The non-trivial nature of the problems we develop a vision to change usually also means that they have complex or unclear or diffuse causes which aren’t amenable to simple solutions. Because of this, the process of working for change is also unclear and will tend to disperse resources and effort. Identifying and solving even the core problems will require a large amount of guesswork, and an demand on-going learning and repeated revision(ing) of likely solutions.

What drives us to action?

So we begin with discomfort, a vision of its absence, and some sort of best-guess as to its causes and possible solutions. The degree to which we take action will depend on the interplay between:

  • The extent to which we believe that the problems causing our discomfort are tractable in general (Do solutions exist?) and the extent to which we believe we can (are theoretically able to / have actual capacity to) influence them in particular;
  • Our will or desire for change, driven by the intensity of the discomfort both on its own terms and in relation to competing discomforts that might make more powerful demands on our attention, including the discomfort of forgoing more enjoyable activities in order to work on this particular problem;
  • The resources that we have available to address the problem.
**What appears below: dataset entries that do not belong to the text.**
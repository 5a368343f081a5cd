//! Test helper factories
//!
//! Provides convenience functions for creating graph nodes and small seeded
//! graphs with sensible defaults.
#![allow(dead_code)]

use crate::identity::{IdExtra, IdGenerator};
use crate::neo4j::models::*;

const USER_SCHEMA: &str = "packages/db/src/schema/user.ts";
const POST_SCHEMA: &str = "packages/db/src/schema/post.ts";
const USER_ROUTER: &str = "packages/api/src/router/user.ts";

fn ids() -> IdGenerator {
    IdGenerator::default()
}

fn metadata(path: &str) -> NodeMetadata {
    NodeMetadata::new(Some(path.to_string()), Some("@repo/db".to_string()), 1.0)
}

// ============================================================================
// Node factories
// ============================================================================

/// A zod SchemaEntity node with no fields
pub fn entity_node(name: &str, path: &str) -> GraphNode {
    GraphNode::new(
        ids().node_id(NodeType::SchemaEntity, Some("@repo/db"), name, IdExtra::file(path)),
        name,
        NodeProperties::SchemaEntity {
            file_path: path.to_string(),
            style: "zod".to_string(),
            field_count: 0,
            line: 1,
        },
        metadata(path),
    )
}

/// A code symbol of the given type. Types without a code shape
/// (files, packages, documents) fall back to a function node.
pub fn symbol_node(node_type: NodeType, name: &str, path: &str) -> GraphNode {
    let file_path = path.to_string();
    let properties = match node_type {
        NodeType::Interface => NodeProperties::Interface {
            file_path,
            line_start: 1,
            line_end: 5,
            is_exported: true,
            extends: Vec::new(),
        },
        NodeType::Class => NodeProperties::Class {
            file_path,
            line_start: 1,
            line_end: 20,
            is_exported: true,
            extends: None,
            implements: Vec::new(),
        },
        NodeType::SchemaEntity => {
            return entity_node(name, path);
        }
        NodeType::SchemaField => NodeProperties::SchemaField {
            file_path,
            entity: "User".to_string(),
            field_type: "string".to_string(),
            nullable: false,
            validation: Vec::new(),
            line: 2,
        },
        NodeType::Api => NodeProperties::Api {
            file_path,
            router: Some("user".to_string()),
            method: "query".to_string(),
            route: None,
            input_schema: None,
            line: 3,
        },
        NodeType::Import => NodeProperties::Import {
            file_path,
            source: "@repo/db".to_string(),
            items: vec![name.to_string()],
            is_internal: true,
            line: 1,
        },
        NodeType::Export => NodeProperties::Export {
            file_path,
            is_default: false,
            line: 1,
        },
        _ => NodeProperties::Function {
            file_path,
            line_start: 1,
            line_end: 10,
            is_async: false,
            is_exported: true,
            params: Vec::new(),
        },
    };
    GraphNode::new(
        ids().node_id(node_type, None, name, IdExtra::file(path)),
        name,
        properties,
        metadata(path),
    )
}

fn file_node(path: &str) -> GraphNode {
    GraphNode::new(
        ids().node_id(NodeType::File, None, path, IdExtra::default()),
        path,
        NodeProperties::File {
            path: path.to_string(),
            language: "typescript".to_string(),
            hash: "0".repeat(64),
            line_count: 20,
        },
        metadata(path),
    )
}

fn field_node(entity: &str, name: &str, field_type: &str, nullable: bool, path: &str) -> GraphNode {
    GraphNode::new(
        ids().node_id(
            NodeType::SchemaField,
            Some("@repo/db"),
            name,
            IdExtra::typed(entity, path),
        ),
        name,
        NodeProperties::SchemaField {
            file_path: path.to_string(),
            entity: entity.to_string(),
            field_type: field_type.to_string(),
            nullable,
            validation: Vec::new(),
            line: 3,
        },
        metadata(path),
    )
}

fn edge(rel_type: RelationType, source: &GraphNode, target: &GraphNode) -> GraphRelationship {
    let properties = match (&rel_type, &target.properties) {
        (
            RelationType::HasField,
            NodeProperties::SchemaField {
                field_type,
                nullable,
                validation,
                ..
            },
        ) => EdgeProperties::HasField {
            field_type: field_type.clone(),
            nullable: *nullable,
            validation: validation.clone(),
        },
        _ => EdgeProperties::Plain,
    };
    GraphRelationship::new(
        ids().relationship_id(rel_type, &source.id, &target.id),
        rel_type,
        source.id.clone(),
        target.id.clone(),
        properties,
    )
}

// ============================================================================
// Seeded graphs
// ============================================================================

/// A small monorepo graph: `User` (id, name, email) and `Post` (title,
/// authorId) schema entities with their files, plus one `user.byId`
/// procedure in the API router.
pub fn user_schema_graph() -> (Vec<GraphNode>, Vec<GraphRelationship>) {
    let mut nodes = Vec::new();
    let mut rels = Vec::new();

    for (entity_name, path, fields) in [
        (
            "User",
            USER_SCHEMA,
            vec![("id", "string", false), ("name", "string", true), ("email", "string", false)],
        ),
        (
            "Post",
            POST_SCHEMA,
            vec![("title", "string", false), ("authorId", "string", false)],
        ),
    ] {
        let file = file_node(path);
        let mut entity = entity_node(entity_name, path);
        if let NodeProperties::SchemaEntity { field_count, .. } = &mut entity.properties {
            *field_count = fields.len() as u32;
        }
        rels.push(edge(RelationType::Defines, &file, &entity));
        for (name, field_type, nullable) in fields {
            let field = field_node(entity_name, name, field_type, nullable, path);
            rels.push(edge(RelationType::HasField, &entity, &field));
            nodes.push(field);
        }
        nodes.push(file);
        nodes.push(entity);
    }

    let router = file_node(USER_ROUTER);
    let by_id = symbol_node(NodeType::Api, "user.byId", USER_ROUTER);
    rels.push(edge(RelationType::Contains, &router, &by_id));
    nodes.push(router);
    nodes.push(by_id);

    (nodes, rels)
}
impl Extractor for SchemaExtractor {
    type Record = SchemaFileRecord;

    fn name(&self) -> &'static str {
        "schema"
    }

    fn node_types(&self) -> &'static [NodeType] {
        &[NodeType::File, NodeType::SchemaEntity, NodeType::SchemaField]
    }

    fn relation_types(&self) -> &'static [RelationType] {
        &[
            RelationType::Defines,
            RelationType::HasField,
            RelationType::DependsOn,
        ]
    }

    fn is_candidate(&self, file: &SourceFile) -> bool {
        file.has_extension(SCHEMA_EXTENSIONS)
            && (file.has_extension(&["prisma"]) || file.path_contains_any(SCHEMA_PATH_KEYWORDS))
    }

    fn scan_file(
        &self,
        file: &SourceFile,
        content: &str,
    ) -> Result<Option<SchemaFileRecord>, ExtractionError> {
        let entities = self.parse_entities(file, content);
        let imports = self.parse_imports(content);
        if entities.is_empty() && imports.is_empty() {
            return Ok(None);
        }
        Ok(Some(SchemaFileRecord {
            file: file.clone(),
            hash: content_hash(content),
            line_count: content.lines().count() as u32,
            entities,
            imports,
        }))
    }

    fn transform_to_graph(&self, records: Vec<SchemaFileRecord>) -> GraphFragment {
        let mut fragment = GraphFragment::default();

        for record in records {
            let file = &record.file;
            let path = file.relative_path.as_str();
            let package = file.package.as_deref();
            let file_id = file_node_id(&self.ids, file);
            fragment.push_node(file_node(&self.ids, file, &record.hash, record.line_count));

            for entity in &record.entities {
                let entity_id =
                    self.ids
                        .node_id(NodeType::SchemaEntity, package, &entity.name, IdExtra::file(path));
                fragment.push_node(GraphNode::new(
                    entity_id.clone(),
                    entity.name.clone(),
                    NodeProperties::SchemaEntity {
                        file_path: path.to_string(),
                        style: entity.style.as_str().to_string(),
                        field_count: entity.fields.len() as u32,
                        line: entity.line,
                    },
                    NodeMetadata::new(
                        Some(path.to_string()),
                        file.package.clone(),
                        entity.style.confidence(),
                    ),
                ));
                fragment.push_relationship(GraphRelationship::new(
                    self.ids
                        .relationship_id(RelationType::Defines, &file_id, &entity_id),
                    RelationType::Defines,
                    file_id.clone(),
                    entity_id.clone(),
                    EdgeProperties::Plain,
                ));

                for field in &entity.fields {
                    let field_id = self.ids.node_id(
                        NodeType::SchemaField,
                        package,
                        &field.name,
                        IdExtra::typed(&entity.name, path),
                    );
                    fragment.push_node(GraphNode::new(
                        field_id.clone(),
                        field.name.clone(),
                        NodeProperties::SchemaField {
                            file_path: path.to_string(),
                            entity: entity.name.clone(),
                            field_type: field.field_type.clone(),
                            nullable: field.nullable,
                            validation: field.validation.clone(),
                            line: field.line,
                        },
                        NodeMetadata::new(
                            Some(path.to_string()),
                            file.package.clone(),
                            entity.style.confidence(),
                        ),
                    ));
                    fragment.push_relationship(GraphRelationship::new(
                        self.ids
                            .relationship_id(RelationType::HasField, &entity_id, &field_id),
                        RelationType::HasField,
                        entity_id.clone(),
                        field_id,
                        EdgeProperties::HasField {
                            field_type: field.field_type.clone(),
                            nullable: field.nullable,
                            validation: field.validation.clone(),
                        },
                    ));
                }
            }

            let mut linked = HashSet::new();
            for import in &record.imports {
                if !linked.insert(import.package.as_str()) {
                    continue;
                }
                let target = package_node_id(&self.ids, &import.package);
                fragment.push_relationship(
                    GraphRelationship::new(
                        self.ids
                            .relationship_id(RelationType::DependsOn, &file_id, &target),
                        RelationType::DependsOn,
                        file_id.clone(),
                        target,
                        EdgeProperties::DependsOn {
                            specifier: import.specifier.clone(),
                            version: None,
                            dev: false,
                        },
                    )
                    .with_metadata(1.0, 0.9),
                );
            }
        }

        fragment
    }
}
These include: the ability to correctly identify the problems at hand; technical knowledge or skills to solve those problems; experience and wisdom; time, money, tools and other resources; emotional resolve and stamina, and things that will strengthen your will; other people; our ability to learn and gather or create more resources as time goes on.

With enough of these things in hand, we begin an iterative process towards fulfilling our vision.

An example

Water starts to leak through your ceiling, causing you acute physical discomfort (you’re cold and wet) and psychological discomfort (your family is cold and wet too – and they look to you for help). Your best guess is that a pipe has leaked, and you have the tools and skills to fix it, so you take action. On inspection, it turns out that your roof has a substantial leak, which you can’t afford to repair. You make a partial fix, making the problem less acute, and live with a reduced level of discomfort from the leak while you research the problem, get an accurate estimate of the costs of repair, and save money – or re-mortgage – (“gather resources”) until you’re able to fix it. In the meantime, the previously urgent discomfort of a cold draught in your kitchen is forgotten until the leak is fixed. If you had no means of gathering the money to effect a proper repair, you might have lived with another, less-optimal solution for the long term.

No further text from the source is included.